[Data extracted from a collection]
>>>

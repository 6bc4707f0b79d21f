//! SQLite storage (embedded, no external dependencies)
//!
//! Same contract as [`MemStorage`](crate::MemStorage). Driver failures map to
//! `StorageError::Unavailable`; rows that cannot be decoded map to
//! `StorageError::Corrupt`. Timestamps are stored as microseconds since the
//! Unix epoch so ordering comparisons happen on integers.

use crate::{now, touch_stamp};
use async_trait::async_trait;
use chrono::{DateTime, Utc};
use salah_core::{
    NewPrayerTimesCache, NewUser, NewUserPreferences, PrayerTimesCacheEntry,
    PrayerTimesCacheStore, PreferenceStore, RecordId, Result, StorageConfig, StorageError, User,
    UserPreferences, UserPreferencesPatch, UserStore,
};
use sqlx::sqlite::{SqliteConnectOptions, SqlitePoolOptions};
use sqlx::SqlitePool;
use std::str::FromStr;
use std::sync::Arc;
use tracing::{debug, info};

pub struct SqliteStorage {
    pool: Arc<SqlitePool>,
}

fn unavailable(e: sqlx::Error) -> StorageError {
    StorageError::Unavailable(e.to_string())
}

fn to_micros(ts: DateTime<Utc>) -> i64 {
    ts.timestamp_micros()
}

fn from_micros(micros: i64) -> Result<DateTime<Utc>> {
    DateTime::from_timestamp_micros(micros)
        .ok_or_else(|| StorageError::Corrupt(format!("timestamp out of range: {}", micros)))
}

impl SqliteStorage {
    pub async fn new(config: &StorageConfig) -> Result<Self> {
        info!("Opening SQLite database at: {}", config.database_url);

        let options = SqliteConnectOptions::from_str(&config.database_url)
            .map_err(|e| StorageError::Config(format!("invalid database url: {}", e)))?
            .create_if_missing(true);

        let mut pool_options = SqlitePoolOptions::new().max_connections(config.max_connections);
        if config.database_url.contains(":memory:") {
            // The database lives only as long as a connection does
            pool_options = pool_options
                .max_connections(1)
                .min_connections(1)
                .idle_timeout(None)
                .max_lifetime(None);
        }

        let pool = pool_options
            .connect_with(options)
            .await
            .map_err(unavailable)?;

        info!("SQLite connection established, creating tables...");
        Self::run_migrations(&pool).await?;
        info!("Database initialization complete");

        Ok(Self {
            pool: Arc::new(pool),
        })
    }

    /// Open a private in-memory database
    pub async fn in_memory() -> Result<Self> {
        Self::new(&StorageConfig::default()).await
    }

    async fn run_migrations(pool: &SqlitePool) -> Result<()> {
        // No UNIQUE constraints: duplicate usernames, addresses and cache keys
        // are accepted and lookups return the lowest id.
        sqlx::query(
            r#"
            CREATE TABLE IF NOT EXISTS users (
                id INTEGER PRIMARY KEY AUTOINCREMENT,
                username TEXT NOT NULL,
                password TEXT NOT NULL
            )
            "#,
        )
        .execute(pool)
        .await
        .map_err(unavailable)?;

        sqlx::query(
            r#"
            CREATE TABLE IF NOT EXISTS user_preferences (
                id INTEGER PRIMARY KEY AUTOINCREMENT,
                ip_address TEXT NOT NULL,
                location TEXT,
                method INTEGER,
                theme TEXT NOT NULL,
                language TEXT NOT NULL,
                created_at INTEGER NOT NULL,
                updated_at INTEGER NOT NULL
            )
            "#,
        )
        .execute(pool)
        .await
        .map_err(unavailable)?;

        sqlx::query(
            r#"
            CREATE TABLE IF NOT EXISTS prayer_times_cache (
                id INTEGER PRIMARY KEY AUTOINCREMENT,
                location TEXT NOT NULL,
                date TEXT NOT NULL,
                method INTEGER NOT NULL,
                payload TEXT NOT NULL,
                created_at INTEGER NOT NULL,
                expires_at INTEGER NOT NULL
            )
            "#,
        )
        .execute(pool)
        .await
        .map_err(unavailable)?;

        sqlx::query(
            r#"
            CREATE INDEX IF NOT EXISTS idx_users_username ON users (username)
            "#,
        )
        .execute(pool)
        .await
        .map_err(unavailable)?;

        sqlx::query(
            r#"
            CREATE INDEX IF NOT EXISTS idx_user_preferences_ip ON user_preferences (ip_address)
            "#,
        )
        .execute(pool)
        .await
        .map_err(unavailable)?;

        sqlx::query(
            r#"
            CREATE INDEX IF NOT EXISTS idx_prayer_times_key
            ON prayer_times_cache (location, date, method)
            "#,
        )
        .execute(pool)
        .await
        .map_err(unavailable)?;

        Ok(())
    }
}

#[async_trait]
impl UserStore for SqliteStorage {
    async fn get_user(&self, id: RecordId) -> Result<Option<User>> {
        let row: Option<UserRow> = sqlx::query_as(
            r#"
            SELECT id, username, password FROM users WHERE id = ?1
            "#,
        )
        .bind(id)
        .fetch_optional(&*self.pool)
        .await
        .map_err(unavailable)?;

        Ok(row.map(Into::into))
    }

    async fn get_user_by_username(&self, username: &str) -> Result<Option<User>> {
        let row: Option<UserRow> = sqlx::query_as(
            r#"
            SELECT id, username, password FROM users
            WHERE username = ?1
            ORDER BY id ASC LIMIT 1
            "#,
        )
        .bind(username)
        .fetch_optional(&*self.pool)
        .await
        .map_err(unavailable)?;

        Ok(row.map(Into::into))
    }

    async fn create_user(&self, user: NewUser) -> Result<User> {
        let row: UserRow = sqlx::query_as(
            r#"
            INSERT INTO users (username, password)
            VALUES (?1, ?2)
            RETURNING id, username, password
            "#,
        )
        .bind(&user.username)
        .bind(&user.password)
        .fetch_one(&*self.pool)
        .await
        .map_err(unavailable)?;

        debug!("Created user: id={}, username={}", row.id, row.username);
        Ok(row.into())
    }
}

#[async_trait]
impl PreferenceStore for SqliteStorage {
    async fn get_user_preferences(&self, ip_address: &str) -> Result<Option<UserPreferences>> {
        let row: Option<PreferencesRow> = sqlx::query_as(
            r#"
            SELECT id, ip_address, location, method, theme, language, created_at, updated_at
            FROM user_preferences
            WHERE ip_address = ?1
            ORDER BY id ASC LIMIT 1
            "#,
        )
        .bind(ip_address)
        .fetch_optional(&*self.pool)
        .await
        .map_err(unavailable)?;

        row.map(UserPreferences::try_from).transpose()
    }

    async fn create_user_preferences(&self, prefs: NewUserPreferences) -> Result<UserPreferences> {
        let stamp = to_micros(now());

        let row: PreferencesRow = sqlx::query_as(
            r#"
            INSERT INTO user_preferences
                (ip_address, location, method, theme, language, created_at, updated_at)
            VALUES (?1, ?2, ?3, ?4, ?5, ?6, ?6)
            RETURNING id, ip_address, location, method, theme, language, created_at, updated_at
            "#,
        )
        .bind(&prefs.ip_address)
        .bind(&prefs.location)
        .bind(prefs.method)
        .bind(prefs.theme.to_string())
        .bind(prefs.language.to_string())
        .bind(stamp)
        .fetch_one(&*self.pool)
        .await
        .map_err(unavailable)?;

        debug!("Created preferences: id={}, ip={}", row.id, row.ip_address);
        row.try_into()
    }

    async fn update_user_preferences(
        &self,
        ip_address: &str,
        patch: UserPreferencesPatch,
    ) -> Result<Option<UserPreferences>> {
        let mut tx = self.pool.begin().await.map_err(unavailable)?;

        let row: Option<PreferencesRow> = sqlx::query_as(
            r#"
            SELECT id, ip_address, location, method, theme, language, created_at, updated_at
            FROM user_preferences
            WHERE ip_address = ?1
            ORDER BY id ASC LIMIT 1
            "#,
        )
        .bind(ip_address)
        .fetch_optional(&mut *tx)
        .await
        .map_err(unavailable)?;

        let Some(row) = row else {
            return Ok(None);
        };

        let mut updated: UserPreferences = row.try_into()?;
        let previous = updated.updated_at;
        patch.apply(&mut updated);
        updated.updated_at = touch_stamp(previous);

        sqlx::query(
            r#"
            UPDATE user_preferences
            SET ip_address = ?1, location = ?2, method = ?3, theme = ?4, language = ?5,
                updated_at = ?6
            WHERE id = ?7
            "#,
        )
        .bind(&updated.ip_address)
        .bind(&updated.location)
        .bind(updated.method)
        .bind(updated.theme.to_string())
        .bind(updated.language.to_string())
        .bind(to_micros(updated.updated_at))
        .bind(updated.id)
        .execute(&mut *tx)
        .await
        .map_err(unavailable)?;

        tx.commit().await.map_err(unavailable)?;

        debug!("Updated preferences: id={}, ip={}", updated.id, ip_address);
        Ok(Some(updated))
    }
}

#[async_trait]
impl PrayerTimesCacheStore for SqliteStorage {
    async fn get_prayer_times_cache(
        &self,
        location: &str,
        date: &str,
        method: i32,
    ) -> Result<Option<PrayerTimesCacheEntry>> {
        let row: Option<PrayerTimesRow> = sqlx::query_as(
            r#"
            SELECT id, location, date, method, payload, created_at, expires_at
            FROM prayer_times_cache
            WHERE location = ?1 AND date = ?2 AND method = ?3 AND expires_at > ?4
            ORDER BY id ASC LIMIT 1
            "#,
        )
        .bind(location)
        .bind(date)
        .bind(method)
        .bind(to_micros(now()))
        .fetch_optional(&*self.pool)
        .await
        .map_err(unavailable)?;

        match &row {
            Some(row) => debug!(
                "Prayer times cache hit: key={}-{}-{}, id={}",
                location, date, method, row.id
            ),
            None => debug!("Prayer times cache miss: key={}-{}-{}", location, date, method),
        }
        row.map(PrayerTimesCacheEntry::try_from).transpose()
    }

    async fn create_prayer_times_cache(
        &self,
        entry: NewPrayerTimesCache,
    ) -> Result<PrayerTimesCacheEntry> {
        let payload = serde_json::to_string(&entry.payload)?;

        let row: PrayerTimesRow = sqlx::query_as(
            r#"
            INSERT INTO prayer_times_cache
                (location, date, method, payload, created_at, expires_at)
            VALUES (?1, ?2, ?3, ?4, ?5, ?6)
            RETURNING id, location, date, method, payload, created_at, expires_at
            "#,
        )
        .bind(&entry.location)
        .bind(&entry.date)
        .bind(entry.method)
        .bind(payload)
        .bind(to_micros(now()))
        .bind(to_micros(entry.expires_at))
        .fetch_one(&*self.pool)
        .await
        .map_err(unavailable)?;

        debug!(
            "Cached prayer times: id={}, key={}-{}-{}",
            row.id, row.location, row.date, row.method
        );
        row.try_into()
    }
}

// Helper structs for sqlx query_as
#[derive(sqlx::FromRow)]
struct UserRow {
    id: i64,
    username: String,
    password: String,
}

impl From<UserRow> for User {
    fn from(r: UserRow) -> Self {
        User {
            id: r.id,
            username: r.username,
            password: r.password,
        }
    }
}

#[derive(sqlx::FromRow)]
struct PreferencesRow {
    id: i64,
    ip_address: String,
    location: Option<String>,
    method: Option<i32>,
    theme: String,
    language: String,
    created_at: i64,
    updated_at: i64,
}

impl TryFrom<PreferencesRow> for UserPreferences {
    type Error = StorageError;

    fn try_from(r: PreferencesRow) -> Result<Self> {
        Ok(UserPreferences {
            id: r.id,
            ip_address: r.ip_address,
            location: r.location,
            method: r.method,
            theme: r.theme.parse()?,
            language: r.language.parse()?,
            created_at: from_micros(r.created_at)?,
            updated_at: from_micros(r.updated_at)?,
        })
    }
}

#[derive(sqlx::FromRow)]
struct PrayerTimesRow {
    id: i64,
    location: String,
    date: String,
    method: i32,
    payload: String,
    created_at: i64,
    expires_at: i64,
}

impl TryFrom<PrayerTimesRow> for PrayerTimesCacheEntry {
    type Error = StorageError;

    fn try_from(r: PrayerTimesRow) -> Result<Self> {
        Ok(PrayerTimesCacheEntry {
            id: r.id,
            location: r.location,
            date: r.date,
            method: r.method,
            payload: serde_json::from_str(&r.payload)?,
            created_at: from_micros(r.created_at)?,
            expires_at: from_micros(r.expires_at)?,
        })
    }
}
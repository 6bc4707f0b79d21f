//! Configuration for the storage layer
//!
//! Layered with the `config` crate: built-in defaults, then an optional TOML
//! file, then `SALAH__*` environment variables (`__` separates sections,
//! e.g. `SALAH__STORAGE__BACKEND=sqlite`).

use crate::error::{Result, StorageError};
use config::{Config, ConfigBuilder, Environment, File, FileFormat};
use serde::{Deserialize, Serialize};
use std::path::Path;
use std::time::Duration;

/// Environment variable prefix
pub const ENV_PREFIX: &str = "SALAH";

/// Longest accepted cache lifetime (ten years)
pub const MAX_TTL_SECS: u64 = 10 * 365 * 86_400;

/// Which backend holds the records
#[derive(Debug, Clone, Copy, Default, PartialEq, Eq, Serialize, Deserialize)]
#[serde(rename_all = "lowercase")]
pub enum Backend {
    #[default]
    Memory,
    Sqlite,
}

#[derive(Debug, Clone, PartialEq, Eq, Serialize, Deserialize)]
pub struct StorageConfig {
    pub backend: Backend,
    pub database_url: String,
    pub max_connections: u32,
}

impl Default for StorageConfig {
    fn default() -> Self {
        Self {
            backend: Backend::Memory,
            database_url: "sqlite::memory:".to_string(),
            max_connections: 5,
        }
    }
}

#[derive(Debug, Clone, PartialEq, Eq, Serialize, Deserialize)]
pub struct CacheConfig {
    /// Lifetime of freshly computed prayer times
    pub ttl_secs: u64,
    /// Upper bound on one call to the prayer times source
    pub source_timeout_secs: u64,
}

impl CacheConfig {
    pub fn ttl(&self) -> Duration {
        Duration::from_secs(self.ttl_secs)
    }

    pub fn source_timeout(&self) -> Duration {
        Duration::from_secs(self.source_timeout_secs)
    }

    pub fn validate(&self) -> Result<()> {
        if self.ttl_secs == 0 {
            return Err(StorageError::Config(
                "cache.ttl_secs must be positive".to_string(),
            ));
        }
        if self.ttl_secs > MAX_TTL_SECS {
            return Err(StorageError::Config(format!(
                "cache.ttl_secs must not exceed {}",
                MAX_TTL_SECS
            )));
        }
        if self.source_timeout_secs == 0 {
            return Err(StorageError::Config(
                "cache.source_timeout_secs must be positive".to_string(),
            ));
        }
        Ok(())
    }
}

impl Default for CacheConfig {
    fn default() -> Self {
        Self {
            ttl_secs: 86_400,
            source_timeout_secs: 10,
        }
    }
}

#[derive(Debug, Clone, Default, PartialEq, Eq, Serialize, Deserialize)]
pub struct AppConfig {
    pub storage: StorageConfig,
    pub cache: CacheConfig,
}

impl AppConfig {
    /// Load defaults, then `path` if given, then the environment
    pub fn load(path: Option<&Path>) -> Result<Self> {
        let mut builder = Self::defaults()?;
        if let Some(path) = path {
            builder = builder.add_source(File::from(path).required(true));
        }
        let config: AppConfig = builder
            .add_source(
                Environment::with_prefix(ENV_PREFIX)
                    .separator("__")
                    .try_parsing(true),
            )
            .build()?
            .try_deserialize()?;
        config.validate()?;
        Ok(config)
    }

    /// Load defaults overlaid with an inline TOML document
    pub fn from_toml_str(toml: &str) -> Result<Self> {
        let config: AppConfig = Self::defaults()?
            .add_source(File::from_str(toml, FileFormat::Toml))
            .build()?
            .try_deserialize()?;
        config.validate()?;
        Ok(config)
    }

    pub fn validate(&self) -> Result<()> {
        if self.storage.max_connections == 0 {
            return Err(StorageError::Config(
                "storage.max_connections must be at least 1".to_string(),
            ));
        }
        if self.storage.database_url.is_empty() && self.storage.backend == Backend::Sqlite {
            return Err(StorageError::Config(
                "storage.database_url is required for the sqlite backend".to_string(),
            ));
        }
        self.cache.validate()
    }

    fn defaults() -> Result<ConfigBuilder<config::builder::DefaultState>> {
        let storage = StorageConfig::default();
        let cache = CacheConfig::default();
        Ok(Config::builder()
            .set_default("storage.backend", "memory")?
            .set_default("storage.database_url", storage.database_url)?
            .set_default("storage.max_connections", i64::from(storage.max_connections))?
            .set_default("cache.ttl_secs", cache.ttl_secs as i64)?
            .set_default("cache.source_timeout_secs", cache.source_timeout_secs as i64)?)
    }
}

#[cfg(test)]
mod tests {
    use super::*;

    #[test]
    fn test_defaults_from_empty_document() {
        let config = AppConfig::from_toml_str("").unwrap();
        assert_eq!(config, AppConfig::default());
        assert_eq!(config.cache.ttl(), Duration::from_secs(86_400));
    }

    #[test]
    fn test_toml_overrides() {
        let config = AppConfig::from_toml_str(
            r#"
            [storage]
            backend = "sqlite"
            database_url = "sqlite://salah.db"

            [cache]
            ttl_secs = 3600
            "#,
        )
        .unwrap();

        assert_eq!(config.storage.backend, Backend::Sqlite);
        assert_eq!(config.storage.database_url, "sqlite://salah.db");
        assert_eq!(config.storage.max_connections, 5);
        assert_eq!(config.cache.ttl_secs, 3600);
        assert_eq!(config.cache.source_timeout(), Duration::from_secs(10));
    }

    #[test]
    fn test_oversized_ttl_rejected() {
        let err = AppConfig::from_toml_str("[cache]\nttl_secs = 10000000000000\n").unwrap_err();
        assert!(matches!(err, StorageError::Config(_)));

        let longest = CacheConfig {
            ttl_secs: MAX_TTL_SECS,
            ..CacheConfig::default()
        };
        assert!(longest.validate().is_ok());
    }

    #[test]
    fn test_zero_ttl_rejected() {
        let err = AppConfig::from_toml_str("[cache]\nttl_secs = 0\n").unwrap_err();
        assert!(matches!(err, StorageError::Config(_)));
    }

    #[test]
    fn test_unknown_backend_rejected() {
        let err = AppConfig::from_toml_str("[storage]\nbackend = \"redis\"\n").unwrap_err();
        assert!(matches!(err, StorageError::Config(_)));
    }
}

<<<

[What you will do]
From the line containing "assert_eq!(config.cache.ttl_secs, 3600);" to the final line of the data, repeat each line exactly. Include both ends.

[Solution for this task]
        assert_eq!(config.cache.ttl_secs, 3600);
        assert_eq!(config.cache.source_timeout(), Duration::from_secs(10));
    }

    #[test]
    fn test_oversized_ttl_rejected() {
        let err = AppConfig::from_toml_str("[cache]\nttl_secs = 10000000000000\n").unwrap_err();
        assert!(matches!(err, StorageError::Config(_)));

        let longest = CacheConfig {
            ttl_secs: MAX_TTL_SECS,
            ..CacheConfig::default()
        };
        assert!(longest.validate().is_ok());
    }

    #[test]
    fn test_zero_ttl_rejected() {
        let err = AppConfig::from_toml_str("[cache]\nttl_secs = 0\n").unwrap_err();
        assert!(matches!(err, StorageError::Config(_)));
    }

    #[test]
    fn test_unknown_backend_rejected() {
        let err = AppConfig::from_toml_str("[storage]\nbackend = \"redis\"\n").unwrap_err();
        assert!(matches!(err, StorageError::Config(_)));
    }
}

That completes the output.